Peta Dunia – Proyeksi Mollweide

Proyeksi peta adalah teknik menampilkan seluruh permukaan bola dunia pada bidang atau area datar. Berbagai jenis proyeksi peta ada, termasuk proyeksi pseudo-silindris, silinder, kerucut, planar, dan hibrida. Dalam proyeksi pseudo-silindris, meridian pusat direpresentasikan sebagai garis lurus, sementara meridian lainnya lebih panjang dan melengkung ke luar. Salah satu contoh dari proyeksi pseudo-silinder adalah proyeksi Mollweide, dikembangkan dan diterbitkan oleh Karl Brandan Mollweide pada tahun 1805.

Baca Lebih Lanjut Peta Dunia – Proyeksi Robinson

Keterangan

Mollweide, juga dikenal sebagai homalografik, Babinet, atau proyeksi elips, adalah proyeksi luas yang sama yang menampilkan bola dunia sebagai gerhana dengan proporsi sumbu 2:1. Proyeksi ini digunakan dengan tepat di mana area yang akurat diperlukan daripada bentuk dan sudut yang akurat. Proyeksi ini pertama kali diterbitkan pada tahun 1805 dan diciptakan kembali oleh Jacque Babinet pada tahun 1857, yang menamakannya proyeksi homalografik.

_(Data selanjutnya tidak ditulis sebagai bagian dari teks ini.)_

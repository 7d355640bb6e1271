/*
 * quoted_printable.rs
 * Copyright (C) 2026 The mockmail authors
 *
 * This file is part of mockmail, an in-memory multi-protocol (SMTP/IMAP/POP3) mail
 * server used as a test double.
 *
 * mockmail is free software: you can redistribute it and/or modify
 * it under the terms of the GNU General Public License as published by
 * the Free Software Foundation, either version 3 of the License, or
 * (at your option) any later version.
 *
 * mockmail is distributed in the hope that it will be useful,
 * but WITHOUT ANY WARRANTY; without even the implied warranty of
 * MERCHANTABILITY or FITNESS FOR A PARTICULAR PURPOSE.  See the
 * GNU General Public License for more details.
 *
 * You should have received a copy of the GNU General Public License
 * along with mockmail.  If not, see <http://www.gnu.org/licenses/>.
 */

//! Quoted-Printable decoder for Content-Transfer-Encoding (RFC 2045).

const HEX_DECODE: [i8; 256] = {
    let mut t = [-1i8; 256];
    let mut i = 0u8;
    while i < 10 {
        t[(b'0' + i) as usize] = i as i8;
        i = i.wrapping_add(1);
    }
    let mut i = 0u8;
    while i < 6 {
        t[(b'A' + i) as usize] = (10 + i) as i8;
        t[(b'a' + i) as usize] = (10 + i) as i8;
        i = i.wrapping_add(1);
    }
    t
};

/// Decode quoted-printable from `src` into `dst`. Handles =XX and soft line breaks (=CRLF, =LF).
/// Incomplete = at end left unconsumed unless end_of_stream.
/// Returns number of bytes consumed from src.
pub fn decode(
    src: &[u8],
    src_pos: &mut usize,
    dst: &mut [u8],
    dst_pos: &mut usize,
    max_decode: usize,
    end_of_stream: bool,
) -> usize {
    let start_src = *src_pos;
    let dst_limit = (*dst_pos + max_decode).min(dst.len());

    while *src_pos < src.len() && *dst_pos < dst_limit {
        let b = src[*src_pos];
        if b != b'=' {
            dst[*dst_pos] = b;
            *dst_pos += 1;
            *src_pos += 1;
            continue;
        }
        let remaining = src.len() - *src_pos;
        if remaining >= 3 {
            let hex1 = src[*src_pos + 1];
            let hex2 = src[*src_pos + 2];
            let v1 = HEX_DECODE[hex1 as usize];
            let v2 = HEX_DECODE[hex2 as usize];
            if v1 >= 0 && v2 >= 0 {
                dst[*dst_pos] = ((v1 << 4) | v2) as u8;
                *dst_pos += 1;
                *src_pos += 3;
                continue;
            }
            if hex1 == b'\r' && hex2 == b'\n' {
                *src_pos += 3;
                continue;
            }
            if hex1 == b'\n' {
                *src_pos += 2;
                continue;
            }
            dst[*dst_pos] = b;
            *dst_pos += 1;
            *src_pos += 1;
        } else if remaining == 2 {
            let next = src[*src_pos + 1];
            if next == b'\n' {
                *src_pos += 2;
                continue;
            }
            if next == b'\r' && !end_of_stream {
                break;
            }
            if end_of_stream {
                dst[*dst_pos] = b;
                *dst_pos += 1;
                *src_pos += 1;
            } else {
                break;
            }
        } else {
            if end_of_stream {
                dst[*dst_pos] = b;
                *dst_pos += 1;
                *src_pos += 1;
            } else {
                break;
            }
        }
    }
    *src_pos - start_src
}
/*
 * lib.rs
 * Copyright (C) 2026 The mockmail authors
 *
 * This file is part of mockmail, an in-memory multi-protocol (SMTP/IMAP/POP3) mail
 * server used as a test double.
 *
 * mockmail is free software: you can redistribute it and/or modify
 * it under the terms of the GNU General Public License as published by
 * the Free Software Foundation, either version 3 of the License, or
 * (at your option) any later version.
 *
 * mockmail is distributed in the hope that it will be useful,
 * but WITHOUT ANY WARRANTY; without even the implied warranty of
 * MERCHANTABILITY or FITNESS FOR A PARTICULAR PURPOSE.  See the
 * GNU General Public License for more details.
 *
 * You should have received a copy of the GNU General Public License
 * along with mockmail.  If not, see <http://www.gnu.org/licenses/>.
 */

//! In-memory, multi-protocol (SMTP/IMAP/POP3) mail server used as a test double: start one
//! or more listeners against a single shared mailbox store, inject mail over SMTP or the
//! programmatic API, then assert on it over IMAP or POP3.
//!
//! [`server`] is the assembly point (listeners, lifecycle, the test-facing API); everything
//! else is a layer it wires together: [`store`] owns mailbox state, [`auth`] the user
//! directory, [`protocol`] the three session state machines, [`codec`] the shared
//! line/literal reader, [`mime`] header/body parsing, and [`sasl`]/[`net`] the auth and TLS
//! plumbing each session needs.

pub mod auth;
pub mod codec;
pub mod config;
pub mod delivery;
pub mod error;
pub mod mime;
pub mod net;
pub mod protocol;
pub mod sasl;
pub mod server;
pub mod store;

pub use config::{Protocol, ServerConfig};
pub use error::{MailError, MailResult};
pub use server::MailServer;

Peta Dunia – Proyeksi Mollweide

Properti

Dalam proyeksi Mollweide, meridian pusat dan ekuator diproyeksikan sebagai garis lurus tegak lurus. Ekuator adalah dua kali panjang meridian pusat yang diproyeksikan. Garis 90 derajat barat dan 90 derajat timur membentuk lingkaran, sedangkan meridian lainnya mengasumsikan jarak yang sama di ekuator. Semua paralel didistribusikan tidak merata sebagai garis lurus tegak lurus terhadap meridian pusat, dengan jarak mereka meningkat ke arah khatulistiwa.

Baca Lebih Lanjut Peta Dunia – Proyeksi Mercator

Distorsi

Mollweide, seperti kebanyakan proyeksi silinder semu, umumnya menyajikan bentuk, sudut, arah, dan jarak yang terdistorsi. Namun, titik di sekitar 40 derajat utara dan selatan di meridian tengah tidak mengalami distorsi. Meridian luar yang menonjol menyebabkan distorsi yang cukup besar di dekat tepi proyeksi. Distorsi bentuk dapat dikurangi dengan menggunakan Mollweide terputus sinusoidal, yang menggantikan meridian pusat dengan setengah meridian.

Penggunaan

Proyeksi Mollweide umumnya digunakan dalam pemetaan skala kecil dan peta tematik untuk menggambarkan karakteristik area yang akurat. Dengan demikian, ini digunakan terutama pada peta yang membutuhkan area yang akurat sebagai lawan dari yang membutuhkan bentuk dan sudut yang akurat. Ini juga dapat digunakan untuk menunjukkan distribusi data global.